Don’t run for the hills the second I mention the H word … please! Hear me out. This is the third of eight tips in my series to help you improve your running. If you’re feeling a bit stale, have lost enthusiasm or just have some desire to up your running game a bit, but without anything too technical, then these are for you. I want to talk about running up and down hills. Steep hills, gentle hills, long hills, short hills, the lot! I’m also going to tell you why it’s worth it and give you a few things to try when you’ve actually made it to the hill.

Many runners love hills but I would say most that I speak to wince, grit their teeth and tell me they hate them. Are you someone that chooses run routes that specifically avoid hills? Is whether or not you enter a race dependent on the course gradient? Maybe you want to run hills but live in a very flat place? Let’s dive in.

The benefits of hill running

When I talk about hill running, I don’t mean running across mountains. It could be that but it could just as easily be the road outside your house that’s a bit steep. Any kind of up or down counts. So, what’s the big deal and why should we bother going through the pain of inclines?

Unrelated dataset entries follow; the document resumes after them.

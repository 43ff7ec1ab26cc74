//! Client for the moov playback engine.
//!
//! Spawns the engine, writes commands to its stdin, and runs a reader thread
//! over its stdout that routes status replies to their waiters and queues
//! control updates and user events for the caller to drain.

pub mod client;
pub mod correlation;
pub mod error;
pub mod queue;
pub mod reader;
pub mod spawn;

pub use client::{
    Client, ClientConfig, PendingStatus, StatusCanceller, DEFAULT_SHUTDOWN_TIMEOUT,
};
pub use correlation::{CorrelationTable, WaitError};
pub use error::{ClientError, Result};
pub use moov_frame::{ControlUpdate, RequestId, StatusReply, UserEvent};
pub use queue::EventQueue;
pub use reader::ReaderExit;
pub use spawn::{spawn, spawn_with_config};
use clap::ValueEnum;
use tracing::level_filters::LevelFilter;

#[derive(Copy, Clone, Debug, ValueEnum)]
pub enum LogFormat {
    Text,
    Json,
}

#[derive(Copy, Clone, Debug, ValueEnum)]
pub enum LogLevel {
    Error,
    Warn,
    Info,
    Debug,
    Trace,
}

impl From<LogLevel> for LevelFilter {
    fn from(level: LogLevel) -> Self {
        match level {
            LogLevel::Error => LevelFilter::ERROR,
            LogLevel::Warn => LevelFilter::WARN,
            LogLevel::Info => LevelFilter::INFO,
            LogLevel::Debug => LevelFilter::DEBUG,
            LogLevel::Trace => LevelFilter::TRACE,
        }
    }
}

/// Install the global subscriber. Logs always go to stderr: stdout carries
/// command output, or the engine protocol itself under `stub-engine`.
pub fn init_logging(format: LogFormat, level: LogLevel) {
    let builder = tracing_subscriber::fmt()
        .with_writer(std::io::stderr)
        .with_max_level(LevelFilter::from(level))
        .with_ansi(false)
        .with_thread_names(true)
        .with_target(false);

    let installed = match format {
        LogFormat::Text => builder.try_init(),
        LogFormat::Json => builder.json().try_init(),
    };
    if installed.is_err() {
        tracing::debug!("global subscriber already installed");
    }
}
use anyhow::Result;
use image::ImageFormat;
use image_hasher::{HashAlg, HasherConfig, ImageHash};

pub fn compute_phash(png_bytes: &[u8]) -> Result<ImageHash> {
    let img = image::load_from_memory_with_format(png_bytes, ImageFormat::Png)?;
    let hasher = HasherConfig::new()
        .hash_alg(HashAlg::DoubleGradient)
        .hash_size(8, 8)
        .to_hasher();

    Ok(hasher.hash_image(&img))
}

/// Largest Hamming distance between perceptual hashes of consecutive frames.
/// `None` for fewer than two frames.
pub fn change_score(pngs: &[Vec<u8>]) -> Result<Option<u32>> {
    let hashes = pngs
        .iter()
        .map(|png| compute_phash(png))
        .collect::<Result<Vec<_>>>()?;

    Ok(hashes
        .windows(2)
        .map(|pair| pair[0].dist(&pair[1]))
        .max())
}
use std::{io, path::PathBuf};

use thiserror::Error;

/// Errors surfaced to callers of the session controller.
///
/// Everything below the controller speaks `anyhow`; these are the kinds a
/// user or UI has to react to.
#[derive(Debug, Error)]
pub enum DeepWorkError {
    #[error("confirmation phrase did not match")]
    InvalidConfirmation,

    #[error("break duration must be a positive number of minutes (got {0})")]
    InvalidBreakDuration(f64),

    #[error("permission denied writing {}; run with administrator rights", path.display())]
    OsPermission {
        path: PathBuf,
        #[source]
        source: io::Error,
    },

    #[error("failed to update hosts file {}: {source}", path.display())]
    HostsFile {
        path: PathBuf,
        #[source]
        source: io::Error,
    },

    #[error("{service} failed: {message}")]
    ExternalService {
        service: &'static str,
        message: String,
    },
}

impl DeepWorkError {
    /// Classifies an IO failure on the hosts file.
    pub fn from_hosts_io(path: PathBuf, source: io::Error) -> Self {
        if source.kind() == io::ErrorKind::PermissionDenied {
            DeepWorkError::OsPermission { path, source }
        } else {
            DeepWorkError::HostsFile { path, source }
        }
    }

    pub fn external(service: &'static str, err: &anyhow::Error) -> Self {
        DeepWorkError::ExternalService {
            service,
            message: format!("{err:#}"),
        }
    }

    /// Stable machine-readable code used in HTTP error bodies.
    pub fn code(&self) -> &'static str {
        match self {
            DeepWorkError::InvalidConfirmation => "INVALID_CONFIRMATION",
            DeepWorkError::InvalidBreakDuration(_) => "INVALID_BREAK_DURATION",
            DeepWorkError::OsPermission { .. } => "OS_PERMISSION",
            DeepWorkError::HostsFile { .. } => "HOSTS_FILE",
            DeepWorkError::ExternalService { .. } => "EXTERNAL_SERVICE",
        }
    }
}

#[cfg(test)]
mod tests {
    use super::*;

    #[test]
    fn permission_denied_maps_to_os_permission() {
        let err = DeepWorkError::from_hosts_io(
            PathBuf::from("/etc/hosts"),
            io::Error::new(io::ErrorKind::PermissionDenied, "denied"),
        );
        assert!(matches!(err, DeepWorkError::OsPermission { .. }));
        assert_eq!(err.code(), "OS_PERMISSION");
    }

    #[test]
    fn other_io_errors_map_to_hosts_file() {
        let err = DeepWorkError::from_hosts_io(
            PathBuf::from("/missing/hosts"),
            io::Error::new(io::ErrorKind::NotFound, "gone"),
        );
        assert!(matches!(err, DeepWorkError::HostsFile { .. }));
    }
}
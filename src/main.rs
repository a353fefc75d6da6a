use clap::Parser;
use deepwork_lib::Config;

#[tokio::main]
async fn main() -> anyhow::Result<()> {
    // Load .env from the current directory; real environment variables win
    let _ = dotenvy::dotenv();

    env_logger::Builder::new()
        .filter_level(log::LevelFilter::Info)
        .parse_default_env()
        .init();

    let config = Config::parse();
    log::info!("deepwork {} starting up", env!("CARGO_PKG_VERSION"));

    deepwork_lib::run(config).await
}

Here are some of the benefits of running up hills:

Improves your VO2 max – this is essentially how much oxygen is being delivered to your muscles. Boosting this will increase your capacity for exercise and is a good marker of fitness. Read last week’s tip for more info on this.
Builds strength – Running up a hill requires more work from your powerful leg muscles including your quads, glutes and calves. It also requires you to pump your arms so it helps to build muscle there too.
Improves your speed – the improved VO2 max and the more powerful muscles mean that when you run on the flat you’ll be able to run faster. This is fun!
Builds endurance – sitting in that zone of discomfort (check back to last week’s blog) helps to improve your endurance. Including hills in your marathon training plan for example will really benefit you when you reach 20 miles and need that extra endurance to get through the last 6.2 miles.
Gives you confidence – seeing a hill and knowing you can get up it makes you feel great. Overcoming some of the fear of running fast downhill boosts your self belief. Hills are challenging and tackling them can make you mentally stronger and able to cope when things get tough in running and life.
Opens your world – just think how much more you can explore if you don’t mind a hill. Whether that’s on road or trail, an easy run or a race, there are so many more adventures to be had if you don’t have to stay on the flat.

How to include hills in your running

OK, so now you’re convinced and want to try adding some hill work into your week. What do you actually do? There are lots of ways you can use hills in your training. Here are three suggestions:

  1. Choose a route that includes some ups and downs and just take the hills as they come. Don’t over think it, just increase and decrease your pace as you feel you need to. It is OK to walk when you need to you know!
  2. Find a fairly steep hill that takes you about 30 seconds to run up. Warm up well on the flat then run up the hill as fast as you can, pumping your arms and really putting in some effort. Run or walk down very slowly. Repeat this as many times as you feel you can.
  3. Find a more gradual hill that takes you about 60 seconds to run up. Try to run up and down at the same pace. This will be a much easier pace than the steep hill session above. Make sure you can speak a few words out loud as you run. Run three ups and downs and then have a breather or a walk for a few minutes. Repeat this once or twice more.

Hills are a really efficient and powerful way to improve your running. Yes, they’re hard but they’re definitely worth it. I can’t remember where I read it or who said it but I once heard hills described as ‘mounds of opportunity’. I love that. I’ll still swear when I do them but they are a gift. Have a go and let me know how you get on.